A machine-rendered reading of the paper's core claim, the machinery that carries it, and where it could break.
Core claim
Chorus shows that autonomous LLM agents, each carrying a stable persona and an accumulating memory of prior turns, can produce coherent, realistic deliberation threads when their participation times are drawn from a Poisson process. When deployed on an interactive platform and scored by domain experts, the output scores high on content realism, discussion coherence, and analytical utility, establishing the framework as a practical source of large-scale deliberation data.
What carries the argument
The Chorus agentic framework, which coordinates LLM actors through behaviorally consistent personas, discussion memory, structured tool access, and a Poisson-process model for turn timing.
If this is right
- Researchers gain an on-demand supply of deliberation data without facing platform access restrictions or privacy barriers.
- The same setup can be adapted to new topics simply by changing the personas and external tools available to the agents.

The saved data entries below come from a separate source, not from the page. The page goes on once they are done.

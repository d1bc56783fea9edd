//! [`Query`] for the bookable [`ServiceOffer`]s.

use common::operations::{All, Select};
use tracerr::Traced;

use crate::{
    domain::{offering, ServiceOffer},
    infra::{api, Api},
    Service,
};

use super::Query;

/// [`Query`] for the [`ServiceOffer`]s a customer may book, in the backend's
/// order.
///
/// Offers missing from the allowed services list are filtered out.
#[derive(Clone, Copy, Debug, Default)]
pub struct ServiceOffers;

impl<A> Query<ServiceOffers> for Service<A>
where
    A: Api<
        Select<All<ServiceOffer>>,
        Ok = Vec<ServiceOffer>,
        Err = Traced<api::Error>,
    >,
{
    type Ok = Vec<ServiceOffer>;
    type Err = Traced<api::Error>;

    async fn execute(&self, _: ServiceOffers) -> Result<Self::Ok, Self::Err> {
        let offers = self
            .api()
            .execute(Select(All::new()))
            .await
            .map_err(tracerr::wrap!())?;
        Ok(offering::filter_allowed(
            offers,
            &self.config().allowed_services,
        ))
    }
}

#[cfg(test)]
mod spec {
    use rust_decimal::Decimal;

    use crate::{
        domain::ServiceOffer, infra::Fixture, query::Query as _, Config,
        Service,
    };

    use super::ServiceOffers;

    fn offer(id: i64, name: &str) -> ServiceOffer {
        ServiceOffer {
            id: id.into(),
            name: name.to_owned(),
            base_price: Decimal::ONE_HUNDRED,
        }
    }

    #[tokio::test]
    async fn serves_allowed_offers_only() {
        let api = Fixture::new().with_services(vec![
            offer(1, "Sofa Shampooing"),
            offer(2, "Deep Cleaning"),
            offer(3, "Standard Cleaning"),
        ]);
        let svc = Service::new(Config::default(), api);

        let offers = svc.execute(ServiceOffers).await.unwrap();

        assert_eq!(
            offers.iter().map(|o| o.name.as_str()).collect::<Vec<_>>(),
            ["Deep Cleaning", "Standard Cleaning"],
        );
    }

    #[tokio::test]
    async fn respects_configured_allow_list() {
        let api = Fixture::new()
            .with_services(vec![offer(1, "Sofa Shampooing"), offer(2, "Deep Cleaning")]);
        let config = Config {
            allowed_services: vec!["sofa".to_owned()],
            ..Config::default()
        };
        let svc = Service::new(config, api);

        let offers = svc.execute(ServiceOffers).await.unwrap();

        assert_eq!(offers.len(), 1);
        assert_eq!(offers[0].id, 1.into());
    }
}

- Generated threads can serve as training or test material for models that detect polarization, misinformation, or constructive discourse.
- Platform operators can use the framework to simulate discussion dynamics before deploying new moderation rules.
Where Pith is reading between the lines
- Synthetic deliberation data could let researchers run controlled experiments on how different platform designs affect conversation quality.
- If the generated data proves statistically similar to real data on measurable features such as reply depth or sentiment trajectories, it could reduce reliance on scraped social-media corpora.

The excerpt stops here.